Capone: So the eight-week time limit, that explains some of the smaller supporting of late. HORRIBLE BOSSES, for example.
KS: I went three weeks on that. MARGIN CALL was 17 days. RECOUNT was eight weeks. SUPERMAN was eight weeks. Those are the two, eight-week ones I did the entire 10 years I’ve been at the Old Vic. Everything else has been a few days, a couple of weeks, five weeks I think on CASINO JACK. So that’s why I chose the films I chose, because my commitment to the Old Vic was first. So it means I turned down a lot in the 10 years.
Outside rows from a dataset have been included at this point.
//! Two-period comparison builders: weekly production vs stoppages, service
//! workload, fault frequency and IDF impact. Each builder aggregates one
//! period; the route calls it twice and concatenates the tagged rows.

use chrono::{Datelike, NaiveDate};
use serde::Serialize;
use utoipa::ToSchema;

use crate::report::classify::{RATIONALE_IDF_FAULT, StoppageClass};
use crate::report::idf::callout_time_saved;
use crate::report::{EventRecord, ProductionDay, mean};

/// How many fault codes the frequency panel shows per period.
pub const TOP_FAULTS_LIMIT: usize = 10;

/// ISO week number used for all weekly bucketing.
pub fn week_of(date: NaiveDate) -> u32 {
    date.iso_week().week()
}

/// Production stats for one (ISO week, windfarm) bucket.
#[derive(Debug, Clone, PartialEq)]
pub struct ProductionWeek {
    pub week: u32,
    pub windfarm: String,
    pub avg_wind_speed: f64,
    pub total_energy: f64,
}

/// Stoppage totals for one (ISO week, windfarm) bucket.
#[derive(Debug, Clone, PartialEq)]
pub struct StoppageWeek {
    pub week: u32,
    pub windfarm: String,
    pub stoppages: i64,
    /// Summed hours over completed events in the bucket.
    pub downtime_hours: f64,
}

/// One merged row of the production-analysis panel.
#[derive(Debug, Clone, Serialize, ToSchema)]
pub struct ProductionAnalysisRow {
    pub period: String,
    pub week: u32,
    pub windfarm: String,
    /// Null when the bucket had stoppages but no production stats.
    pub avg_wind_speed: Option<f64>,
    /// Null when the bucket had stoppages but no production stats.
    pub energy_export: Option<f64>,
    pub stoppages: i64,
    pub downtime_hours: f64,
}

/// Buckets daily production rows by (ISO week, windfarm), averaging wind
/// speed and summing exported energy. Buckets keep first-seen order.
pub fn production_by_week(days: &[ProductionDay]) -> Vec<ProductionWeek> {
    struct Accum {
        week: u32,
        windfarm: String,
        speeds: Vec<f64>,
        energy: f64,
    }

    let mut buckets: Vec<Accum> = Vec::new();
    for day in days {
        let week = week_of(day.stat_date);
        let idx = match buckets
            .iter()
            .position(|b| b.week == week && b.windfarm == day.windfarm)
        {
            Some(i) => i,
            None => {
                buckets.push(Accum {
                    week,
                    windfarm: day.windfarm.clone(),
                    speeds: Vec::new(),
                    energy: 0.0,
                });
                buckets.len() - 1
            }
        };
        if let Some(speed) = day.avg_wind_speed {
            buckets[idx].speeds.push(speed);
        }
        if let Some(energy) = day.energy_export {
            buckets[idx].energy += energy;
        }
    }

    buckets
        .into_iter()
        .map(|b| ProductionWeek {
            week: b.week,
            windfarm: b.windfarm,
            avg_wind_speed: mean(&b.speeds),
            total_energy: b.energy,
        })
        .collect()
}

/// Buckets events by (ISO week of down-begin, windfarm): count plus summed
/// completed downtime hours.
pub fn stoppages_by_week(events: &[EventRecord]) -> Vec<StoppageWeek> {
    let mut buckets: Vec<StoppageWeek> = Vec::new();
    for event in events {
        let week = week_of(event.down_began.date());
        let idx = match buckets
            .iter()
            .position(|b| b.week == week && b.windfarm == event.windfarm)
        {
            Some(i) => i,
            None => {
                buckets.push(StoppageWeek {
                    week,
                    windfarm: event.windfarm.clone(),
                    stoppages: 0,
                    downtime_hours: 0.0,
                });
                buckets.len() - 1
            }
        };
        buckets[idx].stoppages += 1;
        if let Some(hours) = event.completed_downtime_hours() {
            buckets[idx].downtime_hours += hours;
        }
    }
    buckets
}

/// Keyed merge of production and stoppage buckets on (week, windfarm).
///
/// Production rows drive the output and keep their order. Each stoppage
/// bucket matches at most once; a production row without a match reports
/// zero stoppages, and stoppage buckets left unmatched are appended with
/// null production fields.
pub fn merge_production_week(
    production: Vec<ProductionWeek>,
    stoppages: Vec<StoppageWeek>,
    period: &str,
) -> Vec<ProductionAnalysisRow> {
    let mut claimed = vec![false; stoppages.len()];
    let mut rows = Vec::with_capacity(production.len());

    for prod in production {
        let hit = stoppages
            .iter()
            .enumerate()
            .find(|(i, s)| !claimed[*i] && s.week == prod.week && s.windfarm == prod.windfarm);
        let (stoppage_count, downtime) = match hit {
            Some((i, s)) => {
                claimed[i] = true;
                (s.stoppages, s.downtime_hours)
            }
            None => (0, 0.0),
        };
        rows.push(ProductionAnalysisRow {
            period: period.to_string(),
            week: prod.week,
            windfarm: prod.windfarm,
            avg_wind_speed: Some(prod.avg_wind_speed),
            energy_export: Some(prod.total_energy),
            stoppages: stoppage_count,
            downtime_hours: downtime,
        });
    }

    for (i, leftover) in stoppages.into_iter().enumerate() {
        if !claimed[i] {
            rows.push(ProductionAnalysisRow {
                period: period.to_string(),
                week: leftover.week,
                windfarm: leftover.windfarm,
                avg_wind_speed: None,
                energy_export: None,
                stoppages: leftover.stoppages,
                downtime_hours: leftover.downtime_hours,
            });
        }
    }

    rows
}

/// One period of the production-analysis panel: bucket both sources by
/// (ISO week, windfarm), then merge.
pub fn production_analysis_period(
    days: &[ProductionDay],
    events: &[EventRecord],
    period: &str,
) -> Vec<ProductionAnalysisRow> {
    merge_production_week(production_by_week(days), stoppages_by_week(events), period)
}

/// Scheduled services per (ISO week, windfarm).
#[derive(Debug, Clone, Serialize, ToSchema)]
pub struct ScheduleServiceRow {
    pub period: String,
    pub week: u32,
    pub windfarm: String,
    pub services: i64,
    /// Mean maintenance-start to finish hours.
    pub avg_service_hours: f64,
}

pub fn schedule_services_by_week(events: &[EventRecord], period: &str) -> Vec<ScheduleServiceRow> {
    struct Accum {
        week: u32,
        windfarm: String,
        services: i64,
        hours: Vec<f64>,
    }

    let mut buckets: Vec<Accum> = Vec::new();
    for event in events {
        if event.class() != StoppageClass::Scheduled {
            continue;
        }
        let week = week_of(event.down_began.date());
        let idx = match buckets
            .iter()
            .position(|b| b.week == week && b.windfarm == event.windfarm)
        {
            Some(i) => i,
            None => {
                buckets.push(Accum {
                    week,
                    windfarm: event.windfarm.clone(),
                    services: 0,
                    hours: Vec::new(),
                });
                buckets.len() - 1
            }
        };
        buckets[idx].services += 1;
        if let Some(hours) = event.maintenance_hours() {
            buckets[idx].hours.push(hours);
        }
    }

    buckets
        .into_iter()
        .map(|b| ScheduleServiceRow {
            period: period.to_string(),
            week: b.week,
            windfarm: b.windfarm,
            services: b.services,
            avg_service_hours: mean(&b.hours),
        })
        .collect()
}

/// Scheduled-service totals for one windfarm.
#[derive(Debug, Clone, Serialize, ToSchema)]
pub struct ServiceAnalysisRow {
    pub period: String,
    pub windfarm: String,
    pub services: i64,
    pub avg_service_hours: f64,
    pub avg_downtime_hours: f64,
}

pub fn services_by_windfarm(events: &[EventRecord], period: &str) -> Vec<ServiceAnalysisRow> {
    struct Accum {
        windfarm: String,
        services: i64,
        service_hours: Vec<f64>,
        downtime_hours: Vec<f64>,
    }

    let mut farms: Vec<Accum> = Vec::new();
    for event in events {
        if event.class() != StoppageClass::Scheduled {
            continue;
        }
        let idx = match farms.iter().position(|f| f.windfarm == event.windfarm) {
            Some(i) => i,
            None => {
                farms.push(Accum {
                    windfarm: event.windfarm.clone(),
                    services: 0,
                    service_hours: Vec::new(),
                    downtime_hours: Vec::new(),
                });
                farms.len() - 1
            }
        };
        farms[idx].services += 1;
        if let Some(hours) = event.maintenance_hours() {
            farms[idx].service_hours.push(hours);
        }
        if let Some(hours) = event.completed_downtime_hours() {
            farms[idx].downtime_hours.push(hours);
        }
    }

    farms
        .into_iter()
        .map(|f| ServiceAnalysisRow {
            period: period.to_string(),
            windfarm: f.windfarm,
            services: f.services,
            avg_service_hours: mean(&f.service_hours),
            avg_downtime_hours: mean(&f.downtime_hours),
        })
        .collect()
}

/// Fault-code frequency row for the top-ten panel.
#[derive(Debug, Clone, Serialize, ToSchema)]
pub struct FaultFrequencyRow {
    pub period: String,
    pub fault_code: i32,
    pub description: Option<String>,
    pub count: i64,
}

/// Fault-class events grouped by fault code, count descending with stable
/// first-seen tie-break, cut to the top ten. Events without a fault code
/// cannot be grouped and are skipped.
pub fn top_faults(events: &[EventRecord], period: &str) -> Vec<FaultFrequencyRow> {
    let mut rows: Vec<FaultFrequencyRow> = Vec::new();
    for event in events {
        if event.class() != StoppageClass::Fault {
            continue;
        }
        let Some(code) = event.fault_code else {
            continue;
        };
        match rows.iter_mut().find(|r| r.fault_code == code) {
            Some(row) => row.count += 1,
            None => rows.push(FaultFrequencyRow {
                period: period.to_string(),
                fault_code: code,
                description: event.fault_description.clone(),
                count: 1,
            }),
        }
    }

    rows.sort_by(|a, b| b.count.cmp(&a.count));
    rows.truncate(TOP_FAULTS_LIMIT);
    rows
}

/// IDF-fault impact for one windfarm.
#[derive(Debug, Clone, Serialize, ToSchema)]
pub struct IdfAnalysisRow {
    pub period: String,
    pub windfarm: String,
    pub faults: i64,
    pub avg_downtime_hours: f64,
    /// Summed callout hours avoided by remote resets.
    pub time_saved_hours: f64,
}

/// Events with the IDF rationale per windfarm: count, mean completed
/// downtime, and time saved summed over RCC resets only.
pub fn idf_faults_by_windfarm(events: &[EventRecord], period: &str) -> Vec<IdfAnalysisRow> {
    struct Accum {
        windfarm: String,
        faults: i64,
        downtime: Vec<f64>,
        saved: f64,
    }

    let mut farms: Vec<Accum> = Vec::new();
    for event in events {
        if event.rationale != RATIONALE_IDF_FAULT {
            continue;
        }
        let idx = match farms.iter().position(|f| f.windfarm == event.windfarm) {
            Some(i) => i,
            None => {
                farms.push(Accum {
                    windfarm: event.windfarm.clone(),
                    faults: 0,
                    downtime: Vec::new(),
                    saved: 0.0,
                });
                farms.len() - 1
            }
        };
        farms[idx].faults += 1;
        if let Some(hours) = event.completed_downtime_hours() {
            farms[idx].downtime.push(hours);
            if event.is_rcc_reset() {
                farms[idx].saved += callout_time_saved(hours);
            }
        }
    }

    farms
        .into_iter()
        .map(|f| IdfAnalysisRow {
            period: period.to_string(),
            windfarm: f.windfarm,
            faults: f.faults,
            avg_downtime_hours: mean(&f.downtime),
            time_saved_hours: f.saved,
        })
        .collect()
}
Capone: Are you at a point now where you’re going to start reconsidering this with the 10 years almost being done?
KS: I leave the Old Vic in August of 2015, hand it over to somebody else, and then I’m a free man to do anything I want.
Capone: Any thoughts on that freedom, beyond continuing with "House of Cards"?
KS: I’ll be happy to not run a building anymore, and as long as "House of Cards" is going, that is asking a tremendous amount of my attention, and frankly that’s enough. For the moment, that’s enough.
Capone: Kevin, thank you so much. It was really great to meet you.